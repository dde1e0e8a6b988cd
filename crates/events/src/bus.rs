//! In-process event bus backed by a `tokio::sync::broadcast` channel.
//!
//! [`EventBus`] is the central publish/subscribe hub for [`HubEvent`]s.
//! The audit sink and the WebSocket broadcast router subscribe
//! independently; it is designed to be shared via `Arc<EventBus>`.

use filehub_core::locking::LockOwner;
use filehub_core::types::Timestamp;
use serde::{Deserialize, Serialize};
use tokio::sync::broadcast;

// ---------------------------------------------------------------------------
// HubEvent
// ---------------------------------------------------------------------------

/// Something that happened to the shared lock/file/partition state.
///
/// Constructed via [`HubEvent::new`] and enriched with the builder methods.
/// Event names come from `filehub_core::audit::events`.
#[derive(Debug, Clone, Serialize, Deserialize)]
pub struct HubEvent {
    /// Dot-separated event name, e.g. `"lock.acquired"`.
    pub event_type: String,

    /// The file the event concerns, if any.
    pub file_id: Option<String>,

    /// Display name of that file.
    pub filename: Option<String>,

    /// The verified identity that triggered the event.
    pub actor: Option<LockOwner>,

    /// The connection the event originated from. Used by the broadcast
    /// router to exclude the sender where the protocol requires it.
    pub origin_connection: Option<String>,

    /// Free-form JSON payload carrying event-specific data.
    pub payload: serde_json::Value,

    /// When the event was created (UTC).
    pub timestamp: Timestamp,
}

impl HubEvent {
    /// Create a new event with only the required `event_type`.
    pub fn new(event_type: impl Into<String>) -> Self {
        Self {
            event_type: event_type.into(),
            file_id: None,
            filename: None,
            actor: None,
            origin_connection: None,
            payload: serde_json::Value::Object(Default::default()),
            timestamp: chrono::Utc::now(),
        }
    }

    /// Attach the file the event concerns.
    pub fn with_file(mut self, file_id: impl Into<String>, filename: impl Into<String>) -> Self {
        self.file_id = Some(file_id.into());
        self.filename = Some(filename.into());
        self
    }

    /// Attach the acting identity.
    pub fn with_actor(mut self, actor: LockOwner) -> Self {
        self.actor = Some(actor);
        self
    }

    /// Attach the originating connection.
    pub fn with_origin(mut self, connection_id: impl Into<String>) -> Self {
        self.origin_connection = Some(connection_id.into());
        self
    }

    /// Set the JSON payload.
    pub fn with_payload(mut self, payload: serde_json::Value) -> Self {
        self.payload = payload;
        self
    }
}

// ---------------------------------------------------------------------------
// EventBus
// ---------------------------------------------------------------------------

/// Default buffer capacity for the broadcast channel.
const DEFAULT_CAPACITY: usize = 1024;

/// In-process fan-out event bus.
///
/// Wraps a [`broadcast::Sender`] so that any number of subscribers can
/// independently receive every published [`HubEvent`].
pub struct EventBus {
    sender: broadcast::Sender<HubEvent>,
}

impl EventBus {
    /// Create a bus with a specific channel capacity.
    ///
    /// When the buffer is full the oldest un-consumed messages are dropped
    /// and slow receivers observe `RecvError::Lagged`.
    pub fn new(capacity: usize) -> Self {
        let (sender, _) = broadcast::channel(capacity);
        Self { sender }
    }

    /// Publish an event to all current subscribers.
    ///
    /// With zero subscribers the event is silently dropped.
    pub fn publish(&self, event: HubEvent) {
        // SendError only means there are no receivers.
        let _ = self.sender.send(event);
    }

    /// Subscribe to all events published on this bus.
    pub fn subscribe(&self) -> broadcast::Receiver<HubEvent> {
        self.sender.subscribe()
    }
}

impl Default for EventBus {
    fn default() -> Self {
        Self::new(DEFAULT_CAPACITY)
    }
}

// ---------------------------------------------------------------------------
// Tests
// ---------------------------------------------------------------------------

····················

**EXERCISE AIM**. Each line of the data must be retyped exactly.

**YOUR SOLUTION**.
repository dde1e0e8a6b988cd
filename crates/events/src/bus.rs
//! In-process event bus backed by a `tokio::sync::broadcast` channel.
//!
//! [`EventBus`] is the central publish/subscribe hub for [`HubEvent`]s.
//! The audit sink and the WebSocket broadcast router subscribe
//! independently; it is designed to be shared via `Arc<EventBus>`.

use filehub_core::locking::LockOwner;
use filehub_core::types::Timestamp;
use serde::{Deserialize, Serialize};
use tokio::sync::broadcast;

// ---------------------------------------------------------------------------
// HubEvent
// ---------------------------------------------------------------------------

/// Something that happened to the shared lock/file/partition state.
///
/// Constructed via [`HubEvent::new`] and enriched with the builder methods.
/// Event names come from `filehub_core::audit::events`.
#[derive(Debug, Clone, Serialize, Deserialize)]
pub struct HubEvent {
    /// Dot-separated event name, e.g. `"lock.acquired"`.
    pub event_type: String,

    /// The file the event concerns, if any.
    pub file_id: Option<String>,

    /// Display name of that file.
    pub filename: Option<String>,

    /// The verified identity that triggered the event.
    pub actor: Option<LockOwner>,

    /// The connection the event originated from. Used by the broadcast
    /// router to exclude the sender where the protocol requires it.
    pub origin_connection: Option<String>,

    /// Free-form JSON payload carrying event-specific data.
    pub payload: serde_json::Value,

    /// When the event was created (UTC).
    pub timestamp: Timestamp,
}

impl HubEvent {
    /// Create a new event with only the required `event_type`.
    pub fn new(event_type: impl Into<String>) -> Self {
        Self {
            event_type: event_type.into(),
            file_id: None,
            filename: None,
            actor: None,
            origin_connection: None,
            payload: serde_json::Value::Object(Default::default()),
            timestamp: chrono::Utc::now(),
        }
    }

    /// Attach the file the event concerns.
    pub fn with_file(mut self, file_id: impl Into<String>, filename: impl Into<String>) -> Self {
        self.file_id = Some(file_id.into());
        self.filename = Some(filename.into());
        self
    }

    /// Attach the acting identity.
    pub fn with_actor(mut self, actor: LockOwner) -> Self {
        self.actor = Some(actor);
        self
    }

    /// Attach the originating connection.
    pub fn with_origin(mut self, connection_id: impl Into<String>) -> Self {
        self.origin_connection = Some(connection_id.into());
        self
    }

    /// Set the JSON payload.
    pub fn with_payload(mut self, payload: serde_json::Value) -> Self {
        self.payload = payload;
        self
    }
}

// ---------------------------------------------------------------------------
// EventBus
// ---------------------------------------------------------------------------

/// Default buffer capacity for the broadcast channel.
const DEFAULT_CAPACITY: usize = 1024;

/// In-process fan-out event bus.
///
/// Wraps a [`broadcast::Sender`] so that any number of subscribers can
/// independently receive every published [`HubEvent`].
pub struct EventBus {
    sender: broadcast::Sender<HubEvent>,
}

impl EventBus {
    /// Create a bus with a specific channel capacity.
    ///
    /// When the buffer is full the oldest un-consumed messages are dropped
    /// and slow receivers observe `RecvError::Lagged`.
    pub fn new(capacity: usize) -> Self {
        let (sender, _) = broadcast::channel(capacity);
        Self { sender }
    }

    /// Publish an event to all current subscribers.
    ///
    /// With zero subscribers the event is silently dropped.
    pub fn publish(&self, event: HubEvent) {
        // SendError only means there are no receivers.
        let _ = self.sender.send(event);
    }

    /// Subscribe to all events published on this bus.
    pub fn subscribe(&self) -> broadcast::Receiver<HubEvent> {
        self.sender.subscribe()
    }
}

impl Default for EventBus {
    fn default() -> Self {
        Self::new(DEFAULT_CAPACITY)
    }
}

// ---------------------------------------------------------------------------
// Tests
// ---------------------------------------------------------------------------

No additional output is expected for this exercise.